| HN Mirror

Y	Hacker News new \| ask \| show \| jobs

by psyklic 821 days ago

These have been on HN:

- https://www.bookai.chat/

- https://www.myreader.ai/

1 comments

blizzardman 821 days ago

This is so cool, does anyone know how to build an app that answer question from the book? What would you need to learn to build an llm app like this? Can you use llama directly?

link

psyklic 821 days ago

Building a prototype of this would be very straightforward. The difficulty would be ensuring high-quality results.

1. You'd only have to know basic web dev. Enough to get input from the user, send it to an API (e.g. https://openai.com/blog/openai-api), and display results. There are many tutorials online showing how to do this.

2. You'd then design a prompt ("prompt engineering") that tells the GPT it's read the book, asking it to converse in a friendly manner as an expert literary critic, etc. Place this prompt and the prior conversation before the user's new question. Then send it to the API. (It's likely the GPT at least knows something about most popular books.)

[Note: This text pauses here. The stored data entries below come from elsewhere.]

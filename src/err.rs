/// Combined error type for startup and serving errors in the time service.
#[derive(Debug, thiserror::Error)]
pub enum Error {
    #[error(transparent)]
    Config(#[from] config::ConfigError),

    #[error("invalid bind address: {0}")]
    InvalidAddress(#[from] std::net::AddrParseError),

    #[error(transparent)]
    Io(#[from] std::io::Error),
}
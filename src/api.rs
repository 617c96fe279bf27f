pub mod time_srv;
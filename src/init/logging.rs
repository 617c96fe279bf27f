//! Logging setup.
//!
//! Log events go to standard output, filtered by the level from the settings.
use serde::Deserialize;
use std::{fmt, sync::Once};
use tracing::{info, level_filters::LevelFilter};

static INIT: Once = Once::new();

#[derive(Debug, Clone, Copy, PartialEq, Eq, Deserialize)]
#[serde(rename_all = "lowercase")]
pub enum LogLevel {
    Off,
    Error,
    Warn,
    Info,
    Debug,
    Trace,
}

impl fmt::Display for LogLevel {
    fn fmt(&self, f: &mut fmt::Formatter<'_>) -> fmt::Result {
        let level = match self {
            LogLevel::Off => "off",
            LogLevel::Error => "error",
            LogLevel::Warn => "warn",
            LogLevel::Info => "info",
            LogLevel::Debug => "debug",
            LogLevel::Trace => "trace",
        };

        f.write_str(level)
    }
}

/// Install the stdout subscriber. Only the first call has any effect.
pub fn setup(log_level: LogLevel) {
    let filter = level_filter(log_level);

    if filter == LevelFilter::OFF {
        return;
    }

    INIT.call_once(|| {
        tracing_subscriber::fmt().with_max_level(filter).init();
        info!("Logging initialized");
    });
}

fn level_filter(log_level: LogLevel) -> LevelFilter {
    match log_level {
        LogLevel::Off => LevelFilter::OFF,
        LogLevel::Error => LevelFilter::ERROR,
        LogLevel::Warn => LevelFilter::WARN,
        LogLevel::Info => LevelFilter::INFO,
        LogLevel::Debug => LevelFilter::DEBUG,
        LogLevel::Trace => LevelFilter::TRACE,
    }
}
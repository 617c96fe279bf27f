use clap::Parser;
use timesrv::{
    app::App,
    init::{logging, settings::Settings},
};

/// Time service: current UTC time and caller IP as JSON
#[derive(Parser, Debug)]
#[command(version, about, long_about = None)]
struct Args {
    /// Config file path
    #[arg(short, long)]
    config_file: Option<String>,
}

#[tokio::main]
async fn main() -> Result<(), Box<dyn std::error::Error>> {
    let args = Args::parse();

    let settings = Settings::new(args.config_file)?;
    logging::setup(settings.log_level);
    settings.print();

    let address = settings.socket_addr()?;

    App::new().serve(address).await?;

    Ok(())
}
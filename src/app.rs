use crate::{api, err::Error, init::signals};
use axum::{routing::get, Router};
use axum_server::Handle;
use std::net::{SocketAddr, TcpListener};
use tower_http::trace::TraceLayer;
use tracing::info;

/// The main application object
pub struct App {
    router: Router,
}

impl App {
    /// Create a new application object with the time route registered
    pub fn new() -> Self {
        let router = Router::new()
            .route("/", get(api::time_srv::time))
            .layer(TraceLayer::new_for_http());

        Self { router }
    }

    /// The router serving the application
    pub fn router(&self) -> Router {
        self.router.clone()
    }

    /// Bind to `address` and serve until a shutdown signal is received
    ///
    /// # Arguments
    /// * `address` - The address to bind to
    ///
    /// # Returns
    /// * `Ok(())` if the server exited successfully
    /// * An error if binding or serving failed
    pub async fn serve(self, address: SocketAddr) -> Result<(), Error> {
        let listener = TcpListener::bind(address)?;
        let handle = Handle::new();

        tokio::spawn(signals::graceful_shutdown(handle.clone()));

        self.serve_listener(listener, handle).await
    }

    /// Serve on an already bound listener until `handle` is shut down
    ///
    /// # Arguments
    /// * `listener` - A bound TCP listener
    /// * `handle` - Handle used to stop the server
    ///
    /// # Returns
    /// * `Ok(())` if the server exited successfully
    /// * An error if serving failed
    pub async fn serve_listener(self, listener: TcpListener, handle: Handle) -> Result<(), Error> {
        listener.set_nonblocking(true)?;
        let address = listener.local_addr()?;

        info!("Listening on: http://{}", address);

        axum_server::from_tcp(listener)
            .handle(handle)
            .serve(
                self.router
                    .into_make_service_with_connect_info::<SocketAddr>(),
            )
            .await?;

        info!("Server exited");
        Ok(())
    }
}
pub mod logging;
pub mod settings;
pub mod signals;
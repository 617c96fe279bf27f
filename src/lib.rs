pub mod api;
pub mod app;
pub mod err;
pub mod init;
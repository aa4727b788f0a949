//! etlbench - evaluation harness for ETL-repair agents
//!
//! ## Commands
//!
//! - `run`: run N agent trials against the broken incremental load job
//! - `grade`: replay the scenario against an SQL file, no engine involved
//! - `task`: print the instructions given to the agent

use anyhow::{Context, Result};
use clap::{Parser, Subcommand};
use std::path::{Path, PathBuf};
use std::sync::Arc;
use tracing::{info, Level};

use etlbench_core::config::{EvalConfig, ModeName};
use etlbench_core::reporting::{render_summary, render_trial_line};
use etlbench_core::scenario::artifact_digest;
use etlbench_core::{
    extract_artifact, task_prompt, AnthropicEngine, Grader, Orchestrator, TrialRecord,
};

#[derive(Parser)]
#[command(name = "etlbench")]
#[command(author = "Stevedores Org")]
#[command(version = env!("CARGO_PKG_VERSION"))]
#[command(about = "Evaluation harness for agents repairing an incremental ETL job", long_about = None)]
struct Cli {
    /// Enable verbose output
    #[arg(short, long, global = true)]
    verbose: bool,

    /// Emit JSON-formatted log lines
    #[arg(long, global = true)]
    json: bool,

    /// TOML configuration file (defaults apply when omitted)
    #[arg(short, long, global = true)]
    config: Option<PathBuf>,

    #[command(subcommand)]
    command: Commands,
}

#[derive(Subcommand)]
enum Commands {
    /// Run agent trials and print the pass rate
    Run {
        /// Number of trials
        #[arg(short = 'n', long)]
        trials: Option<usize>,

        /// Run trials concurrently instead of one after another
        #[arg(long)]
        concurrent: bool,

        /// Maximum trials in flight in concurrent mode
        #[arg(long)]
        max_concurrency: Option<usize>,

        /// Conversation turn budget per trial
        #[arg(long)]
        max_steps: Option<usize>,

        /// Model identifier sent to the engine
        #[arg(long)]
        model: Option<String>,

        /// Directory receiving run artifacts
        #[arg(short, long)]
        output_dir: Option<PathBuf>,

        /// Scenario seed
        #[arg(long)]
        seed: Option<u64>,

        /// Anthropic API key
        #[arg(long, env = "ANTHROPIC_API_KEY", hide_env_values = true)]
        api_key: Option<String>,
    },

    /// Grade an SQL job offline against the scenario
    Grade {
        /// SQL file (plain, or fenced Markdown)
        artifact: PathBuf,

        /// Keep the replay databases here instead of a temporary directory
        #[arg(long)]
        work_dir: Option<PathBuf>,

        /// Scenario seed
        #[arg(long)]
        seed: Option<u64>,
    },

    /// Print the task prompt (embeds the broken job)
    Task,
}

/// CLI flags that override the loaded configuration.
#[derive(Debug, Default)]
struct RunOverrides {
    trials: Option<usize>,
    concurrent: bool,
    max_concurrency: Option<usize>,
    max_steps: Option<usize>,
    model: Option<String>,
    output_dir: Option<PathBuf>,
    seed: Option<u64>,
}

impl RunOverrides {
    fn apply(self, config: &mut EvalConfig) {
        if let Some(trials) = self.trials {
            config.orchestrator.trials = trials;
        }
        if self.concurrent {
            config.orchestrator.mode = ModeName::Concurrent;
        }
        if let Some(n) = self.max_concurrency {
            config.orchestrator.max_concurrency = n;
        }
        if let Some(steps) = self.max_steps {
            config.driver.max_steps = steps;
        }
        if let Some(model) = self.model {
            config.engine.model = model;
        }
        if let Some(dir) = self.output_dir {
            config.orchestrator.output_dir = dir;
        }
        if let Some(seed) = self.seed {
            config.scenario.seed = seed;
        }
    }
}

#[tokio::main]
async fn main() -> Result<()> {
    let cli = Cli::parse();

    let level = if cli.verbose {
        Level::DEBUG
    } else {
        Level::INFO
    };
    etlbench_core::init_tracing(cli.json, level);

    let mut config = EvalConfig::load(cli.config.as_deref())
        .with_context(|| format!("Failed to load configuration {:?}", cli.config))?;

    match cli.command {
        Commands::Run {
            trials,
            concurrent,
            max_concurrency,
            max_steps,
            model,
            output_dir,
            seed,
            api_key,
        } => {
            RunOverrides {
                trials,
                concurrent,
                max_concurrency,
                max_steps,
                model,
                output_dir,
                seed,
            }
            .apply(&mut config);
            cmd_run(config, api_key.unwrap_or_default()).await
        }
        Commands::Grade {
            artifact,
            work_dir,
            seed,
        } => {
            if let Some(seed) = seed {
                config.scenario.seed = seed;
            }
            cmd_grade(config, &artifact, work_dir.as_deref()).await
        }
        Commands::Task => {
            config.validate()?;
            print!("{}", task_prompt(&config.scenario));
            Ok(())
        }
    }
}

async fn cmd_run(config: EvalConfig, api_key: String) -> Result<()> {
    config.validate().context("Invalid configuration")?;
    let engine = AnthropicEngine::new(&config.engine, api_key)
        .context("Failed to create engine client")?;
    let orchestrator = Orchestrator::new(&config, Arc::new(engine))?;

    info!(
        trials = orchestrator.trials(),
        mode = ?orchestrator.mode(),
        model = %config.engine.model,
        "Starting run"
    );
    println!(
        "Running {} trial(s) ({:?}) with {}",
        orchestrator.trials(),
        orchestrator.mode(),
        config.engine.model
    );

    let print_line = |record: &TrialRecord| println!("{}", render_trial_line(record));
    let output = orchestrator.run(Some(&print_line)).await?;

    println!();
    print!("{}", render_summary(&output.summary));
    println!("Artifacts: {}", output.run_dir.display());
    Ok(())
}

async fn cmd_grade(config: EvalConfig, artifact: &Path, work_dir: Option<&Path>) -> Result<()> {
    config.validate().context("Invalid configuration")?;
    let text = std::fs::read_to_string(artifact)
        .with_context(|| format!("Failed to read artifact {:?}", artifact))?;
    let sql = extract_artifact(&text);

    // Held until grading is done when no work dir was given.
    let scratch = tempfile::tempdir().context("Failed to create scratch directory")?;
    let dir = match work_dir {
        Some(dir) => dir.to_path_buf(),
        None => scratch.path().join("grader"),
    };

    let digest = artifact_digest(&sql);
    let grade = Grader::new(config.scenario, &dir)
        .grade_async(Some(sql))
        .await?;

    println!("Artifact: {} (sha256 {})", artifact.display(), &digest[..12]);
    println!(
        "Replayed {} day(s), {} invocation(s)",
        grade.days_replayed, grade.invocations
    );
    if grade.passed {
        println!("PASSED: every invariant held");
    } else {
        println!("FAILED: {} failure(s)", grade.failures.len());
        for failure in &grade.failures {
            println!("  - {failure}");
        }
    }
    if work_dir.is_some() {
        println!("Replay databases kept in {}", dir.display());
    }
    Ok(())
}
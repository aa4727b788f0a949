//! Run configuration: TOML file, then CLI overrides.
//!
//! Every field has a default, so an empty file (or no file) is a valid
//! configuration.

use serde::{Deserialize, Serialize};
use std::path::{Path, PathBuf};

use crate::domain::{EvalError, Result};
use crate::orchestrator::ExecutionMode;
use crate::sandbox::SandboxConfig;
use crate::scenario::ScenarioConfig;

/// `[engine]`: reasoning engine endpoint and generation limits.
#[derive(Debug, Clone, Serialize, Deserialize, PartialEq)]
#[serde(default)]
pub struct EngineConfig {
    pub api_url: String,
    pub model: String,
    pub max_tokens: u32,
    pub anthropic_version: String,
    pub request_timeout_secs: u64,
}

impl Default for EngineConfig {
    fn default() -> Self {
        Self {
            api_url: "https://api.anthropic.com".to_string(),
            model: "claude-haiku-4-5".to_string(),
            max_tokens: 4000,
            anthropic_version: "2023-06-01".to_string(),
            request_timeout_secs: 120,
        }
    }
}

/// `[driver]`: conversation budget.
#[derive(Debug, Clone, Serialize, Deserialize, PartialEq)]
#[serde(default)]
pub struct DriverConfig {
    pub max_steps: usize,
}

impl Default for DriverConfig {
    fn default() -> Self {
        Self { max_steps: 15 }
    }
}

/// Orchestration mode as written in config files.
#[derive(Debug, Clone, Copy, Serialize, Deserialize, PartialEq, Eq, Default)]
#[serde(rename_all = "snake_case")]
pub enum ModeName {
    #[default]
    Sequential,
    Concurrent,
}

/// `[orchestrator]`: trial count, mode, output location.
#[derive(Debug, Clone, Serialize, Deserialize, PartialEq)]
#[serde(default)]
pub struct OrchestratorConfig {
    pub trials: usize,
    pub mode: ModeName,
    pub max_concurrency: usize,
    pub output_dir: PathBuf,
}

impl Default for OrchestratorConfig {
    fn default() -> Self {
        Self {
            trials: 10,
            mode: ModeName::Sequential,
            max_concurrency: 2,
            output_dir: PathBuf::from("sandbox"),
        }
    }
}

impl OrchestratorConfig {
    pub fn execution_mode(&self) -> ExecutionMode {
        match self.mode {
            ModeName::Sequential => ExecutionMode::Sequential,
            ModeName::Concurrent => ExecutionMode::Concurrent {
                max_concurrency: self.max_concurrency,
            },
        }
    }
}

/// Complete harness configuration.
#[derive(Debug, Clone, Default, Serialize, Deserialize, PartialEq)]
#[serde(default)]
pub struct EvalConfig {
    pub engine: EngineConfig,
    pub driver: DriverConfig,
    pub sandbox: SandboxConfig,
    pub scenario: ScenarioConfig,
    pub orchestrator: OrchestratorConfig,
}

impl EvalConfig {
    pub fn from_toml_str(text: &str) -> Result<Self> {
        toml::from_str(text).map_err(|e| EvalError::InvalidConfig(e.to_string()))
    }

    /// Load from `path`, or defaults when no path is given.
    pub fn load(path: Option<&Path>) -> Result<Self> {
        match path {
            Some(path) => {
                let text = std::fs::read_to_string(path)?;
                Self::from_toml_str(&text)
            }
            None => Ok(Self::default()),
        }
    }

    pub fn validate(&self) -> Result<()> {
        if self.engine.model.trim().is_empty() {
            return Err(EvalError::InvalidConfig("engine.model is empty".to_string()));
        }
        if self.engine.max_tokens == 0 {
            return Err(EvalError::InvalidConfig(
                "engine.max_tokens must be positive".to_string(),
            ));
        }
        if self.driver.max_steps == 0 {
            return Err(EvalError::InvalidConfig(
                "driver.max_steps must be positive".to_string(),
            ));
        }
        if self.orchestrator.trials == 0 {
            return Err(EvalError::InvalidConfig(
                "orchestrator.trials must be positive".to_string(),
            ));
        }
        if self.orchestrator.max_concurrency == 0 {
            return Err(EvalError::InvalidConfig(
                "orchestrator.max_concurrency must be positive".to_string(),
            ));
        }
        self.sandbox.validate()?;
        self.scenario.validate()?;
        Ok(())
    }
}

3. You can now try to improve the results. A popular method: If you have the full text for the book, you can do a text search for the user's query. Then just include relevant parts of the book in the prompt.

link

blizzardman 820 days ago

Thank you

I am imagine something more complicated, like having a chatbot with the personality of the character in the book answering hypothetical questions. Like asking gandolf why he didn't send the eagles to drop the ring!!!! Or asking dumbledledore why don't he create horcrux himself and fight voldemore, since he was able to defeat him once at the ministry of magic.

So here is kind of my understanding of pre gpt3 like models like BERT

1. Bert or any sentence transformer models generate embedding on the entire book (search space)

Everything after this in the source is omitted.